WORK TASK: Below are the entries; give again exactly the lines from the one mentioning "pub mod fallback;" through the one mentioning "newer build is", inclusive.

RECORDED INFORMATION:
+++

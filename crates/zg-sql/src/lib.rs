//! zg-sql - SQL layer for zonegraph
//!
//! Recovers the tables a SQL fragment reads and writes. Input is sanitized
//! for NiFi expression language and vendor noise, parsed with sqlparser-rs
//! through a configurable dialect chain, and recovered statement by statement
//! with a regex fallback when no dialect accepts it.

pub mod dialect;
pub mod error;
pub mod extractor;
pub mod fallback;
pub mod parser;
pub mod sanitize;
pub mod split;

pub use dialect::{ConfiguredDialect, SqlDialect};
pub use error::{SqlError, SqlResult};
pub use parser::{ParseOutcome, SchemaContext, SqlStatementParser, TableExtraction};
pub use sanitize::{restore_placeholders, sanitize};
//! Graph store schema: embedded DDL steps and the version ledger.
//!
//! `zg_graph.schema_version` holds one row per applied step. A step and its
//! ledger row commit together, and a store written by a newer build is
//! refused rather than touched.

use crate::error::{GraphError, GraphResult};
use duckdb::Connection;

struct SchemaStep {
    version: i32,
    name: &'static str,
    sql: &'static str,
}

const STEPS: &[SchemaStep] = &[
    SchemaStep {
        version: 1,
        name: "initial",
        sql: include_str!("ddl/v001_initial.sql"),
    },
    SchemaStep {
        version: 2,
        name: "feed_indexes",
        sql: include_str!("ddl/v002_feed_indexes.sql"),
    },
];

/// Schema version this build writes.
pub(crate) const SCHEMA_VERSION: i32 = STEPS[STEPS.len() - 1].version;

const LEDGER_DDL: &str = "CREATE SCHEMA IF NOT EXISTS zg_graph;
CREATE TABLE IF NOT EXISTS zg_graph.schema_version (
    version    INTEGER PRIMARY KEY,
    name       VARCHAR NOT NULL,
    applied_at TIMESTAMP NOT NULL DEFAULT now()
);";

/// Highest version recorded in the ledger, 0 for a fresh store.
pub(crate) fn applied_version(conn: &Connection) -> GraphResult<i32> {
    conn.query_row(
        "SELECT COALESCE(MAX(version), 0) FROM zg_graph.schema_version",
        [],
        |row| row.get(0),
    )
    .map_err(|e| GraphError::MigrationError(format!("cannot read schema ledger: {e}")))
}

/// Bring the store up to [`SCHEMA_VERSION`], returning how many steps ran.
pub(crate) fn upgrade(conn: &Connection) -> GraphResult<usize> {
    conn.execute_batch(LEDGER_DDL)
        .map_err(|e| GraphError::MigrationError(format!("cannot create schema ledger: {e}")))?;

    let applied = applied_version(conn)?;
    if applied > SCHEMA_VERSION {
        return Err(GraphError::MigrationError(format!(
            "store is at schema v{applied:03} but this build only knows v{SCHEMA_VERSION:03}"
        )));
    }

    let pending: Vec<&SchemaStep> = STEPS.iter().filter(|s| s.version > applied).collect();
    for step in &pending {
        apply(conn, step)?;
    }
    if !pending.is_empty() {
        log::info!(
            "Graph store schema upgraded from v{:03} to v{:03}",
            applied,
            SCHEMA_VERSION
        );
    }
    Ok(pending.len())
}

fn apply(conn: &Connection, step: &SchemaStep) -> GraphResult<()> {
    log::debug!("Applying schema step v{:03} ({})", step.version, step.name);
    let batch = format!(
        "BEGIN TRANSACTION;\n{}\nINSERT INTO zg_graph.schema_version (version, name) VALUES ({}, '{}');\nCOMMIT;",
        step.sql, step.version, step.name
    );
    conn.execute_batch(&batch).map_err(|e| {
        let _ = conn.execute_batch("ROLLBACK");
        GraphError::MigrationError(format!(
            "step v{:03} ({}) failed: {e}",
            step.version, step.name
        ))
    })
}

#[cfg(test)]
mod tests {
    use super::*;

    #[test]
    fn test_fresh_store_runs_every_step_once() {
        let conn = Connection::open_in_memory().unwrap();
        assert_eq!(upgrade(&conn).unwrap(), STEPS.len());
        assert_eq!(applied_version(&conn).unwrap(), SCHEMA_VERSION);
        assert_eq!(upgrade(&conn).unwrap(), 0);

        let names: Vec<String> = conn
            .prepare("SELECT name FROM zg_graph.schema_version ORDER BY version")
            .unwrap()
            .query_map([], |row| row.get(0))
            .unwrap()
            .collect::<Result<_, _>>()
            .unwrap();
        assert_eq!(names, ["initial", "feed_indexes"]);
    }

    #[test]
    fn test_partially_upgraded_store_resumes() {
        let conn = Connection::open_in_memory().unwrap();
        conn.execute_batch(LEDGER_DDL).unwrap();
        apply(&conn, &STEPS[0]).unwrap();

        assert_eq!(upgrade(&conn).unwrap(), STEPS.len() - 1);
        assert_eq!(applied_version(&conn).unwrap(), SCHEMA_VERSION);
    }

    #[test]
    fn test_newer_store_is_refused() {
        let conn = Connection::open_in_memory().unwrap();
        upgrade(&conn).unwrap();
        conn.execute(
            "INSERT INTO zg_graph.schema_version (version, name) VALUES (?, 'future')",
            duckdb::params![SCHEMA_VERSION + 1],
        )
        .unwrap();

        let err = upgrade(&conn).unwrap_err();
        assert!(matches!(err, GraphError::MigrationError(_)));
        assert!(err.to_string().contains("[G002]"));
    }

    #[test]
    fn test_failed_step_leaves_no_ledger_row() {
        let conn = Connection::open_in_memory().unwrap();
        conn.execute_batch(LEDGER_DDL).unwrap();
        let broken = SchemaStep {
            version: 1,
            name: "broken",
            sql: "CREATE TABLE zg_graph.t (a INTEGER); SELECT * FROM missing_table;",
        };

        assert!(apply(&conn, &broken).is_err());
        assert_eq!(applied_version(&conn).unwrap(), 0);
    }
}
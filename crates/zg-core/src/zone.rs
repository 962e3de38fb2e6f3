//! Ordered zone taxonomy of the data lake.
//!
//! Zones are compared through an explicit rank table rather than by name, so
//! renaming a zone can never silently reorder the pipeline stages.

use crate::error::CoreError;
use serde::{Deserialize, Deserializer, Serialize, Serializer};
use std::cmp::Ordering;
use std::fmt;
use std::str::FromStr;

/// A processing stage of the data lake/warehouse lifecycle.
#[derive(Debug, Clone, Copy, PartialEq, Eq, Hash)]
pub enum Zone {
    /// Operational source systems (relational engines reached over JDBC)
    Origen,
    /// Files dropped on the landing area
    Landing,
    /// Raw copies of landed data
    Raw,
    /// Curated, cleaned data
    Curado,
    /// Refined, business-modelled data
    Refinado,
    /// Consumption layer (Kudu/Impala serving tables)
    Consumo,
    /// Departmental data marts
    Datamart,
}

impl Zone {
    /// Every zone, earliest stage first.
    pub const ALL: [Zone; 7] = [
        Zone::Origen,
        Zone::Landing,
        Zone::Raw,
        Zone::Curado,
        Zone::Refinado,
        Zone::Consumo,
        Zone::Datamart,
    ];

    /// Position of the zone in the pipeline (0 = earliest).
    pub fn rank(self) -> u8 {
        match self {
            Zone::Origen => 0,
            Zone::Landing => 1,
            Zone::Raw => 2,
            Zone::Curado => 3,
            Zone::Refinado => 4,
            Zone::Consumo => 5,
            Zone::Datamart => 6,
        }
    }

    /// True when `self` is a strictly earlier stage than `other`.
    pub fn is_before(self, other: Zone) -> bool {
        self.rank() < other.rank()
    }

    /// Display name used in exports and the graph store.
    pub fn as_str(self) -> &'static str {
        match self {
            Zone::Origen => "Origen",
            Zone::Landing => "Landing",
            Zone::Raw => "Raw",
            Zone::Curado => "Curado",
            Zone::Refinado => "Refinado",
            Zone::Consumo => "Consumo",
            Zone::Datamart => "Datamart",
        }
    }
}

impl PartialOrd for Zone {
    fn partial_cmp(&self, other: &Self) -> Option<Ordering> {
        Some(self.cmp(other))
    }
}

impl Ord for Zone {
    fn cmp(&self, other: &Self) -> Ordering {
        self.rank().cmp(&other.rank())
    }
}

impl fmt::Display for Zone {
    fn fmt(&self, f: &mut fmt::Formatter<'_>) -> fmt::Result {
        f.write_str(self.as_str())
    }
}

impl FromStr for Zone {
    type Err = CoreError;

    fn from_str(s: &str) -> Result<Self, Self::Err> {
        Zone::ALL
            .into_iter()
            .find(|z| z.as_str().eq_ignore_ascii_case(s.trim()))
            .ok_or_else(|| CoreError::UnknownZone {
                name: s.to_string(),
            })
    }
}

impl Serialize for Zone {
    fn serialize<S: Serializer>(&self, serializer: S) -> Result<S::Ok, S::Error> {
        serializer.serialize_str(self.as_str())
    }
}

impl<'de> Deserialize<'de> for Zone {
    fn deserialize<D: Deserializer<'de>>(deserializer: D) -> Result<Self, D::Error> {
        let s = String::deserialize(deserializer)?;
        s.parse().map_err(serde::de::Error::custom)
    }
}

/// Zone-ordering admission rule for a (source, target) pair.
///
/// A read only feeds a write when it comes from a strictly earlier zone. The
/// single exception is a Datamart target, which may also read from another
/// Datamart. Same-zone reads into any other zone and later-into-earlier reads
/// are rejected.
pub fn is_write_admissible(source: Zone, target: Zone) -> bool {
    source.is_before(target) || (target == Zone::Datamart && source.rank() <= target.rank())
}

#[cfg(test)]
#[path = "zone_test.rs"]
mod tests;
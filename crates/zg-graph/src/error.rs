//! Error types for zg-graph

use thiserror::Error;

/// Graph store errors
#[derive(Error, Debug)]
pub enum GraphError {
    /// G001: Failed to open or create the graph store
    #[error("[G001] Graph store connection failed: {0}")]
    ConnectionError(String),

    /// G002: Schema migration failed
    #[error("[G002] Graph store migration failed: {0}")]
    MigrationError(String),

    /// G003: Statement failed inside the graph store
    #[error("[G003] Graph store write failed: {0}")]
    WriteError(String),

    /// G004: Transaction management error
    #[error("[G004] Graph store transaction failed: {0}")]
    TransactionError(String),

    /// G005: Script file could not be written
    #[error("[G005] Failed to write '{path}': {source}")]
    Io {
        path: String,
        source: std::io::Error,
    },

    /// G006: DuckDB driver error with preserved source chain
    #[error("[G006] DuckDB error")]
    DuckDb(#[source] duckdb::Error),
}

/// Result type alias for GraphError
pub type GraphResult<T> = Result<T, GraphError>;

impl From<duckdb::Error> for GraphError {
    fn from(err: duckdb::Error) -> Self {
        GraphError::DuckDb(err)
    }
}
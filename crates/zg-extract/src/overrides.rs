//! Placeholder-aware table name matching for pre/post query overrides.

use regex::Regex;
use std::collections::BTreeMap;

/// Drop the schema part of `schema.table`
fn strip_schema(name: &str) -> &str {
    name.split_once('.').map_or(name, |(_, table)| table)
}

/// Compares table names where `$NAME` placeholders stand for a known set of
/// values (e.g. `$entidad` for `bsc|bsj|ber|bsf`).
#[derive(Debug, Clone, Default)]
pub struct PlaceholderMatcher {
    /// (escaped `$name`, alternation group), longest name first
    substitutions: Vec<(String, String)>,
}

impl PlaceholderMatcher {
    /// Build from placeholder name → allowed values
    pub fn new(placeholders: &BTreeMap<String, Vec<String>>) -> Self {
        let mut substitutions: Vec<(String, String)> = placeholders
            .iter()
            .map(|(name, values)| {
                let var = regex::escape(&format!("${}", name.to_lowercase()));
                let alternatives = values
                    .iter()
                    .map(|v| regex::escape(&v.to_lowercase()))
                    .collect::<Vec<_>>()
                    .join("|");
                (var, format!("({alternatives})"))
            })
            .collect();
        substitutions.sort_by(|a, b| b.0.len().cmp(&a.0.len()).then_with(|| a.0.cmp(&b.0)));
        Self { substitutions }
    }

    fn pattern(&self, table: &str) -> Option<Regex> {
        let mut pattern = regex::escape(table);
        for (var, group) in &self.substitutions {
            pattern = pattern.replace(var.as_str(), group);
        }
        match Regex::new(&format!("^{pattern}$")) {
            Ok(re) => Some(re),
            Err(e) => {
                log::debug!("Cannot build matcher for '{}': {}", table, e);
                None
            }
        }
    }

    /// Whether two table names denote the same table.
    ///
    /// Schemas are ignored; placeholders on either side match any of their
    /// configured values.
    pub fn tables_equal(&self, a: &str, b: &str) -> bool {
        let a = strip_schema(a).to_lowercase();
        let b = strip_schema(b).to_lowercase();
        if a == b {
            return true;
        }
        let matches = |pattern_of: &str, candidate: &str| {
            self.pattern(pattern_of)
                .is_some_and(|re| re.is_match(candidate))
        };
        matches(&a, &b) || matches(&b, &a)
    }
}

+++

SOLUTION TO THIS PROBLEM:
pub mod fallback;
pub mod parser;
pub mod sanitize;
pub mod split;

pub use dialect::{ConfiguredDialect, SqlDialect};
pub use error::{SqlError, SqlResult};
pub use parser::{ParseOutcome, SchemaContext, SqlStatementParser, TableExtraction};
pub use sanitize::{restore_placeholders, sanitize};
//! Graph store schema: embedded DDL steps and the version ledger.
//!
//! `zg_graph.schema_version` holds one row per applied step. A step and its
//! ledger row commit together, and a store written by a newer build is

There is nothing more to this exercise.